Traditional open cabildos
During the colonial period in Latin America, the heads of household of a city convened an open meeting, usually called to deal with an emergency. Frequently those attending were summoned by the cabildo of the city. Such summonses were selective, "the most healthy and principal" were invited and others were excluded: the poor Criollos, Indians, mestizos, women, and slaves.
Such meetings were held in the town hall or a church. The open meetings gave these representatives the opportunity to discuss and resolve issues on an ad hoc basis. Although the summonses went to the local aristocracy and principal citizens, the informal and non-hierarchical nature of these meetings gave them a form of democratic legitimacy, unlike the ruling council which was appointed by and for the benefit of the colonial authorities.

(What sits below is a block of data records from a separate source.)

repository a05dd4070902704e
//! Work function abstraction.
//!
//! The queue treats the work as opaque: it invokes it once per admitted task
//! with the task's arguments and observes a single completion.

use std::future::Future;
use std::marker::PhantomData;
use std::sync::Arc;

use async_trait::async_trait;
use tokio::sync::oneshot;

use super::error::AppResult;

/// Abstraction for running the work behind a queue.
///
/// # Example
///
/// ```rust,ignore
/// use async_trait::async_trait;
/// use prometheus_fair_queue::core::{AppResult, TaskExecutor};
///
/// #[derive(Clone)]
/// struct HashFile;
///
/// #[async_trait]
/// impl TaskExecutor<std::path::PathBuf, String> for HashFile {
///     async fn execute(&self, path: std::path::PathBuf) -> AppResult<String> {
///         let bytes = tokio::fs::read(&path).await?;
///         Ok(format!("{:x}", bytes.len()))
///     }
/// }
/// ```
#[async_trait]
pub trait TaskExecutor<A, T>: Send + Sync + Clone + 'static
where
    A: Send + 'static,
    T: Send + 'static,
{
    /// Run the work for one task. Errors are forwarded to the task's callback
    /// unchanged.
    async fn execute(&self, args: A) -> AppResult<T>;
}

/// Executor backed by an async closure. Built with [`from_fn`].
pub struct FnExecutor<F, A, T> {
    f: Arc<F>,
    _marker: PhantomData<fn(A) -> T>,
}

impl<F, A, T> Clone for FnExecutor<F, A, T> {
    fn clone(&self) -> Self {
        Self {
            f: Arc::clone(&self.f),
            _marker: PhantomData,
        }
    }
}

/// Wrap an async closure as a [`TaskExecutor`].
pub fn from_fn<F, Fut, A, T>(f: F) -> FnExecutor<F, A, T>
where
    F: Fn(A) -> Fut + Send + Sync + 'static,
    Fut: Future<Output = AppResult<T>> + Send + 'static,
{
    FnExecutor {
        f: Arc::new(f),
        _marker: PhantomData,
    }
}

#[async_trait]
impl<F, Fut, A, T> TaskExecutor<A, T> for FnExecutor<F, A, T>
where
    F: Fn(A) -> Fut + Send + Sync + 'static,
    Fut: Future<Output = AppResult<T>> + Send + 'static,
    A: Send + 'static,
    T: Send + 'static,
{
    async fn execute(&self, args: A) -> AppResult<T> {
        (self.f)(args).await
    }
}

/// One-shot completion handle passed to callback-style work functions.
///
/// `complete` consumes the handle, so a work function can report at most
/// once. Dropping it without completing fails the task.
#[derive(Debug)]
pub struct Completion<T> {
    tx: oneshot::Sender<AppResult<T>>,
}

impl<T> Completion<T> {
    /// Report the outcome of the work.
    pub fn complete(self, result: AppResult<T>) {
        // The receiver is gone only if the queue stopped waiting (processing
        // timeout); the late result is dropped.
        let _ = self.tx.send(result);
    }

    /// Report success.
    pub fn ok(self, value: T) {
        self.complete(Ok(value));
    }

    /// Report failure.
    pub fn fail(self, err: impl Into<anyhow::Error>) {
        self.complete(Err(err.into()));
    }
}

/// Executor backed by a callback-style function. Built with [`from_callback`].
pub struct CallbackExecutor<F, A, T> {
    f: Arc<F>,
    _marker: PhantomData<fn(A) -> T>,
}

impl<F, A, T> Clone for CallbackExecutor<F, A, T> {
    fn clone(&self) -> Self {
        Self {
            f: Arc::clone(&self.f),
            _marker: PhantomData,
        }
    }
}

/// Wrap a function that reports through a [`Completion`] handle at some later
/// point, e.g. from a thread it spawned.
pub fn from_callback<F, A, T>(f: F) -> CallbackExecutor<F, A, T>
where
    F: Fn(A, Completion<T>) + Send + Sync + 'static,
{
    CallbackExecutor {
        f: Arc::new(f),
        _marker: PhantomData,
    }
}

#[async_trait]
impl<F, A, T> TaskExecutor<A, T> for CallbackExecutor<F, A, T>
where
    F: Fn(A, Completion<T>) + Send + Sync + 'static,
    A: Send + 'static,
    T: Send + 'static,
{
    async fn execute(&self, args: A) -> AppResult<T> {
        let (tx, rx) = oneshot::channel();
        (self.f)(args, Completion { tx });
        match rx.await {
            Ok(result) => result,
            Err(_) => Err(anyhow::anyhow!("completion handle dropped without a result")),
        }
    }
}
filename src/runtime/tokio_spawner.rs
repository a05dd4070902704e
//! Tokio runtime spawner implementation.

use std::future::Future;

use tokio::runtime::Handle;

use crate::core::Spawn;

/// Spawner that posts work and deferred admission passes onto a tokio runtime.
#[derive(Debug, Clone)]
pub struct TokioSpawner {
    handle: Handle,
}

impl TokioSpawner {
    /// Create a spawner from a tokio runtime handle.
    #[must_use]
    pub const fn new(handle: Handle) -> Self {
        Self { handle }
    }

    /// Spawner for the runtime the caller is running on.
    ///
    /// # Panics
    ///
    /// Panics when called outside a tokio runtime, like [`Handle::current`].
    #[must_use]
    pub fn current() -> Self {
        Self::new(Handle::current())
    }

    /// Spawner for the current runtime, if there is one.
    #[must_use]
    pub fn try_current() -> Option<Self> {
        Handle::try_current().ok().map(Self::new)
    }

    /// Underlying runtime handle.
    #[must_use]
    pub const fn handle(&self) -> &Handle {
        &self.handle
    }
}

impl Spawn for TokioSpawner {
    fn spawn<F>(&self, fut: F)
    where
        F: Future<Output = ()> + Send + 'static,
    {
        self.handle.spawn(fut);
    }
}
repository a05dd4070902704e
//! Shared utilities.

pub mod clock;
pub mod telemetry;

pub use clock::*;
pub use telemetry::*;
//! Runtime adapters.

pub mod tokio_spawner;

pub use tokio_spawner::TokioSpawner;
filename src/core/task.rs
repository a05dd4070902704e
//! Task records and completion events.

use std::fmt;

use serde::{Deserialize, Serialize};
use tokio::time::Instant;
use uuid::Uuid;

use super::error::{TaskError, TaskResult};

/// Unique identifier assigned at submission.
pub type TaskId = Uuid;

/// Callback invoked exactly once with the task's outcome.
pub type TaskCallback<T> = Box<dyn FnOnce(TaskResult<T>) + Send + 'static>;

/// Scheduling metadata captured at submission.
#[derive(Debug, Clone, Copy)]
pub struct TaskMetadata {
    /// Unique task identifier.
    pub id: TaskId,
    /// Priority, higher runs first. Zero unless a priority function is set.
    pub priority: i64,
    /// When the task entered the waiting store.
    pub enqueued_at: Instant,
    /// Waiting deadline; `None` without a waiting timeout.
    pub deadline: Option<Instant>,
}

impl TaskMetadata {
    /// Whether the waiting deadline has strictly passed at `now`.
    #[must_use]
    pub fn is_expired(&self, now: Instant) -> bool {
        self.deadline.is_some_and(|deadline| deadline < now)
    }
}

/// One accepted unit of work waiting for admission.
///
/// Every task carries all optional fields; the queue decides from its own
/// configuration whether priority, fairness key or deadline are meaningful.
pub struct Task<A, T, K> {
    /// Scheduling metadata.
    pub meta: TaskMetadata,
    /// Fairness group. `()` when fairness is disabled.
    pub key: K,
    /// Arguments forwarded to the work function.
    pub args: A,
    pub(crate) callback: TaskCallback<T>,
}

impl<A, T, K> Task<A, T, K> {
    /// Create a task record.
    pub fn new(meta: TaskMetadata, key: K, args: A, callback: TaskCallback<T>) -> Self {
        Self {
            meta,
            key,
            args,
            callback,
        }
    }

    /// Split into parts for execution.
    pub(crate) fn into_parts(self) -> (TaskMetadata, A, TaskCallback<T>) {
        (self.meta, self.args, self.callback)
    }
}

impl<A: fmt::Debug, T, K: fmt::Debug> fmt::Debug for Task<A, T, K> {
    fn fmt(&self, f: &mut fmt::Formatter<'_>) -> fmt::Result {
        f.debug_struct("Task")
            .field("meta", &self.meta)
            .field("key", &self.key)
            .field("args", &self.args)
            .finish_non_exhaustive()
    }
}

/// Point-in-time view of the scheduler state.
#[derive(Debug, Clone, Copy, PartialEq, Eq, Serialize, Deserialize)]
pub struct QueueStats {
    /// Tasks currently executing.
    pub running: usize,
    /// Tasks in the waiting store, including ones whose deadline has passed
    /// but which have not been extracted yet.
    pub waiting: usize,
    /// Concurrency limit.
    pub concurrency: usize,
    /// `running == 0 && waiting == 0`.
    pub is_drain: bool,
}

impl QueueStats {
    /// Build a snapshot, deriving `is_drain`.
    #[must_use]
    pub const fn new(running: usize, waiting: usize, concurrency: usize) -> Self {
        Self {
            running,
            waiting,
            concurrency,
            is_drain: running == 0 && waiting == 0,
        }
    }
}

/// Published to the observability bus once per finished task.
#[derive(Debug)]
pub struct TaskEvent<A, T> {
    /// Task identifier.
    pub id: TaskId,
    /// Arguments the task was submitted with.
    pub args: A,
    /// Outcome, identical to what the task callback received.
    pub result: TaskResult<T>,
    /// Queue stats at the moment of completion.
    pub stats: QueueStats,
}

impl<A, T> TaskEvent<A, T> {
    /// The error, if the task failed.
    pub const fn error(&self) -> Option<&TaskError> {
        match &self.result {
            Ok(_) => None,
            Err(err) => Some(err),
        }
    }

    /// True when the task produced a value.
    pub const fn is_success(&self) -> bool {
        self.result.is_ok()
    }
}
use std::result::Result as StdResult;

use thiserror::Error;

use crate::pool::ElementId;

/// Result type for trellis operations.
pub type Result<T> = StdResult<T, Error>;

/// Core error type.
#[derive(PartialEq, Eq, Error, Debug, Clone)]
pub enum Error {
    /// A block, child list, or scratch buffer could not be allocated.
    #[error("out of memory")]
    OutOfMemory,

    /// The element id does not refer to a live element.
    #[error("element not found: {0}")]
    ElementNotFound(ElementId),

    /// The child is already attached to a parent.
    #[error("already attached: {0}")]
    AlreadyAttached(ElementId),

    /// Attaching the child would create a cycle.
    #[error("attaching {child} under {parent} would create a cycle")]
    WouldCreateCycle {
        /// The prospective parent.
        parent: ElementId,
        /// The child being attached.
        child: ElementId,
    },

    /// The render sink reported a failure.
    #[error("render: {0}")]
    Render(String),

    /// A usage-contract violation.
    #[error("invalid operation: {0}")]
    InvalidOperation(String),
}
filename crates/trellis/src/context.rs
//! The per-UI-instance engine state.
//!
//! A [`Context`] owns the allocator, the root element, the window size, and
//! a scratch list reused by fill-distribution. Every tree mutation and every
//! frame runs through it on a single thread; nothing here is reentrant.

use geom::{Expanse, Rect};
use tracing::{debug, trace};

use crate::{
    color::Rgba,
    element::{Children, Content, Element},
    error::{Error, Result},
    layout::{Layout, SizeAxis},
    pool::{DEFAULT_RETAIN_CAP, ElementId, Pool},
    render::{draw_walk, Surface},
    solve::solve,
};

/// Engine state for one UI tree.
#[derive(Debug)]
pub struct Context {
    /// Element storage.
    pool: Pool,
    /// The root element. Always live, never detachable, resized to the
    /// window at the start of every layout.
    root: ElementId,
    /// Working set reused by fill-distribution across calls.
    scratch: Children,
    /// Current window size in logical pixels.
    window: Expanse,
    /// Sticky out-of-memory record; cleared only by constructing a fresh
    /// context.
    last_error: Option<Error>,
}

impl Context {
    /// Construct a context with the default block retention cap.
    ///
    /// Fails only if the root element cannot be allocated.
    pub fn new() -> Result<Self> {
        Self::with_retention(DEFAULT_RETAIN_CAP)
    }

    /// Construct a context retaining at most `retain_cap` freed blocks for
    /// recycling.
    pub fn with_retention(retain_cap: usize) -> Result<Self> {
        let mut pool = Pool::new(retain_cap);
        let root = pool.alloc()?;
        debug!(retain_cap, "context initialized");
        Ok(Self {
            pool,
            root,
            scratch: Children::new(),
            window: Expanse::new(0.0, 0.0),
            last_error: None,
        })
    }

    /// The root element.
    pub fn root(&self) -> ElementId {
        self.root
    }

    /// Report the current window size. Takes effect at the next layout.
    pub fn set_window(&mut self, window: Expanse) {
        self.window = window;
    }

    /// The window size last reported.
    pub fn window(&self) -> Expanse {
        self.window
    }

    /// The sticky error record: set the first time any operation fails with
    /// [`Error::OutOfMemory`], and kept for the life of the context so a
    /// caller can poll after a frame instead of checking every result.
    pub fn last_error(&self) -> Option<&Error> {
        self.last_error.as_ref()
    }

    /// Record a sticky out-of-memory failure on the way out.
    fn note<T>(&mut self, r: Result<T>) -> Result<T> {
        if matches!(r, Err(Error::OutOfMemory)) {
            self.last_error = Some(Error::OutOfMemory);
        }
        r
    }

    /// Allocate a new element and attach it as the last child of `parent`.
    ///
    /// If attachment fails after a successful allocation, the block is
    /// returned to the pool rather than leaked.
    pub fn new_element(&mut self, parent: ElementId) -> Result<ElementId> {
        if !self.pool.contains(parent) {
            return Err(Error::ElementNotFound(parent));
        }
        let r = self.pool.alloc();
        let id = self.note(r)?;
        match self.attach(parent, id) {
            Ok(()) => Ok(id),
            Err(e) => {
                // Attach can only fail before linking, so the block is
                // still detached and safe to free.
                let _ = self.pool.free(id);
                Err(e)
            }
        }
    }

    /// Attach an existing detached element as the last child of `parent`.
    pub fn add_child(&mut self, parent: ElementId, child: ElementId) -> Result<()> {
        let r = self.attach(parent, child);
        self.note(r)
    }

    fn attach(&mut self, parent: ElementId, child: ElementId) -> Result<()> {
        if !self.pool.contains(parent) {
            return Err(Error::ElementNotFound(parent));
        }
        let Some(c) = self.pool.get(child) else {
            return Err(Error::ElementNotFound(child));
        };
        if c.parent().is_some() {
            return Err(Error::AlreadyAttached(child));
        }
        if child == self.root {
            return Err(Error::InvalidOperation(
                "the root element cannot be attached to a parent".into(),
            ));
        }
        // A cycle forms exactly when the prospective parent sits inside the
        // child's subtree.
        let mut cursor = Some(parent);
        while let Some(id) = cursor {
            if id == child {
                return Err(Error::WouldCreateCycle { parent, child });
            }
            cursor = self.pool.get(id).and_then(Element::parent);
        }
        let Some(children) = self
            .pool
            .get_mut(parent)
            .and_then(|el| el.content.children_mut())
        else {
            return Err(Error::InvalidOperation(
                "text elements cannot hold children".into(),
            ));
        };
        children.push(child)?;
        if let Some(c) = self.pool.get_mut(child) {
            c.parent = Some(parent);
        }
        self.debug_check(parent);
        Ok(())
    }

    /// Detach `child` from `parent`, preserving sibling order. The element
    /// stays live and can be re-attached or freed later. Detaching an
    /// element that is already unparented is a no-op.
    pub fn remove_child(&mut self, parent: ElementId, child: ElementId) -> Result<()> {
        if child == self.root {
            return Err(Error::InvalidOperation(
                "the root element cannot be detached".into(),
            ));
        }
        if !self.pool.contains(child) {
            return Err(Error::ElementNotFound(child));
        }
        // Detaching an element that has no parent is a no-op.
        if self.pool.get(child).and_then(Element::parent).is_none() {
            return Ok(());
        }
        let Some(children) = self
            .pool
            .get_mut(parent)
            .and_then(|el| el.content.children_mut())
        else {
            return Err(Error::ElementNotFound(parent));
        };
        let Some(index) = children.position(child) else {
            return Err(Error::ElementNotFound(child));
        };
        children.remove(index);
        if let Some(c) = self.pool.get_mut(child) {
            c.parent = None;
        }
        self.debug_check(parent);
        Ok(())
    }

    /// Free an element and its entire subtree, returning every block to the
    /// pool. Detaches from the parent first if still attached.
    pub fn free_element(&mut self, id: ElementId) -> Result<()> {
        if id == self.root {
            return Err(Error::InvalidOperation(
                "the root element cannot be freed".into(),
            ));
        }
        if !self.pool.contains(id) {
            return Err(Error::ElementNotFound(id));
        }
        if let Some(parent) = self.pool.get(id).and_then(Element::parent) {
            self.remove_child(parent, id)?;
        }
        let r = free_subtree(&mut self.pool, id);
        self.note(r)
    }

    /// Replace an element's sizing and spacing policy.
    pub fn set_layout(&mut self, id: ElementId, layout: Layout) -> Result<()> {
        let el = self
            .pool
            .get_mut(id)
            .ok_or(Error::ElementNotFound(id))?;
        el.layout = layout;
        Ok(())
    }

    /// An element's sizing and spacing policy.
    pub fn layout(&self, id: ElementId) -> Result<Layout> {
        self.pool
            .get(id)
            .map(|el| el.layout)
            .ok_or(Error::ElementNotFound(id))
    }

    /// Set an element's background color.
    pub fn set_background(&mut self, id: ElementId, color: Rgba) -> Result<()> {
        let el = self
            .pool
            .get_mut(id)
            .ok_or(Error::ElementNotFound(id))?;
        el.background = color;
        Ok(())
    }

    /// An element's background color.
    pub fn background(&self, id: ElementId) -> Result<Rgba> {
        self.pool
            .get(id)
            .map(|el| el.background)
            .ok_or(Error::ElementNotFound(id))
    }

    /// Turn an element into a text leaf. Fails if it has children.
    pub fn set_text(&mut self, id: ElementId, text: impl Into<String>) -> Result<()> {
        let el = self
            .pool
            .get_mut(id)
            .ok_or(Error::ElementNotFound(id))?;
        if el.child_count() > 0 {
            return Err(Error::InvalidOperation(
                "an element with children cannot become text".into(),
            ));
        }
        el.content = Content::Text(text.into());
        Ok(())
    }

    /// An element's text run, if it is a text leaf.
    pub fn text(&self, id: ElementId) -> Result<Option<&str>> {
        self.pool
            .get(id)
            .map(|el| el.content.text())
            .ok_or(Error::ElementNotFound(id))
    }

    /// An element's resolved rectangle. Stale until the first layout.
    pub fn rect(&self, id: ElementId) -> Result<Rect> {
        self.pool
            .get(id)
            .map(|el| el.rect)
            .ok_or(Error::ElementNotFound(id))
    }

    /// An element's parent, if attached.
    pub fn parent(&self, id: ElementId) -> Result<Option<ElementId>> {
        self.pool
            .get(id)
            .map(Element::parent)
            .ok_or(Error::ElementNotFound(id))
    }

    /// An element's children in flow order.
    pub fn children(&self, id: ElementId) -> Result<&[ElementId]> {
        self.pool
            .get(id)
            .map(Element::child_ids)
            .ok_or(Error::ElementNotFound(id))
    }

    /// True when `id` refers to a live element.
    pub fn contains(&self, id: ElementId) -> bool {
        self.pool.contains(id)
    }

    /// Number of allocations served by recycling a retained block.
    pub fn recycled(&self) -> u64 {
        self.pool.recycled()
    }

    /// Number of blocks released past the retention cap.
    pub fn released(&self) -> u64 {
        self.pool.released()
    }

    /// Run the three layout passes over the whole tree.
    ///
    /// The root is pinned to the current window size first; everything else
    /// resolves from there. Geometry mutated before a failure is left in
    /// place, since a failed frame is retried wholesale.
    pub fn perform_layout(&mut self) -> Result<()> {
        if let Some(el) = self.pool.get_mut(self.root) {
            el.rect = Rect::new(0.0, 0.0, 0.0, 0.0);
            el.layout.width = SizeAxis::fixed(self.window.w);
            el.layout.height = SizeAxis::fixed(self.window.h);
        }
        trace!(w = self.window.w, h = self.window.h, "layout");
        let r = solve(&mut self.pool, &mut self.scratch, self.root);
        self.note(r)
    }

    /// Run layout, then emit the tree to `surface` in pre-order.
    pub fn draw(&mut self, surface: &mut dyn Surface) -> Result<()> {
        self.perform_layout()?;
        draw_walk(&self.pool, surface, self.root)
    }

    /// Verify parent/child link symmetry around `parent` after a mutation.
    fn debug_check(&self, parent: ElementId) {
        if cfg!(debug_assertions) {
            if let Some(el) = self.pool.get(parent) {
                for &c in el.child_ids() {
                    debug_assert!(self.pool.contains(c), "dead child {c} under {parent}");
                    debug_assert_eq!(
                        self.pool.get(c).and_then(Element::parent),
                        Some(parent),
                        "child {c} does not point back at {parent}"
                    );
                }
            }
        }
    }
}

/// Free `id` and every element below it, in leaf-first order.
fn free_subtree(pool: &mut Pool, id: ElementId) -> Result<()> {
    loop {
        let child = pool
            .get_mut(id)
            .and_then(|el| el.content.children_mut())
            .and_then(|c| {
                let n = c.len();
                if n == 0 { None } else { c.swap_remove(n - 1) }
            });
        match child {
            Some(c) => free_subtree(pool, c)?,
            None => break,
        }
    }
    pool.free(id)
}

During the first centuries of this period, open cabildos were not overtly political and were called for several purposes, including:
- Authorizing donations
- Taking action against Indian uprisings
- Employing a physician for public health concerns
- Attending the reading of royal proclamations
In the early years of the colonial period open meetings were frequent, but became rarer, as control passed to the Spanish and Criollo aristocracy, and the administration became increasingly bureaucratic and hidebound.
Revolutionary open cabildos
The old tradition of open cabildos was again restored after 1808, after the imprisonment in France of the Spanish king, Ferdinand VII by Napoleon. The open cabildos appointed governing boards (juntas) to govern in the absence of the monarch, triggering thus the independence process.
In Argentina, the first revolutionary councils were held in Buenos Aires during the British invasions, on 14 August 1806 and 10 February 1807. The latter deposed the viceroy Sobremonte and elected the French viceroy Santiago Liniers.
On 22 May 1810, an open meeting convened in Buenos Aires triggered the May Revolution that began the independence process in Argentina and Uruguay.
In the early years of the revolution, the town-hall was used for the popular election of representatives. On 19 September 1811, an open meeting convened in the town-hall in Buenos Aires of 1,000 residents, elected deputies from the city to Congress.
The cabildos were abolished in the Province of Buenos Aires in 1821.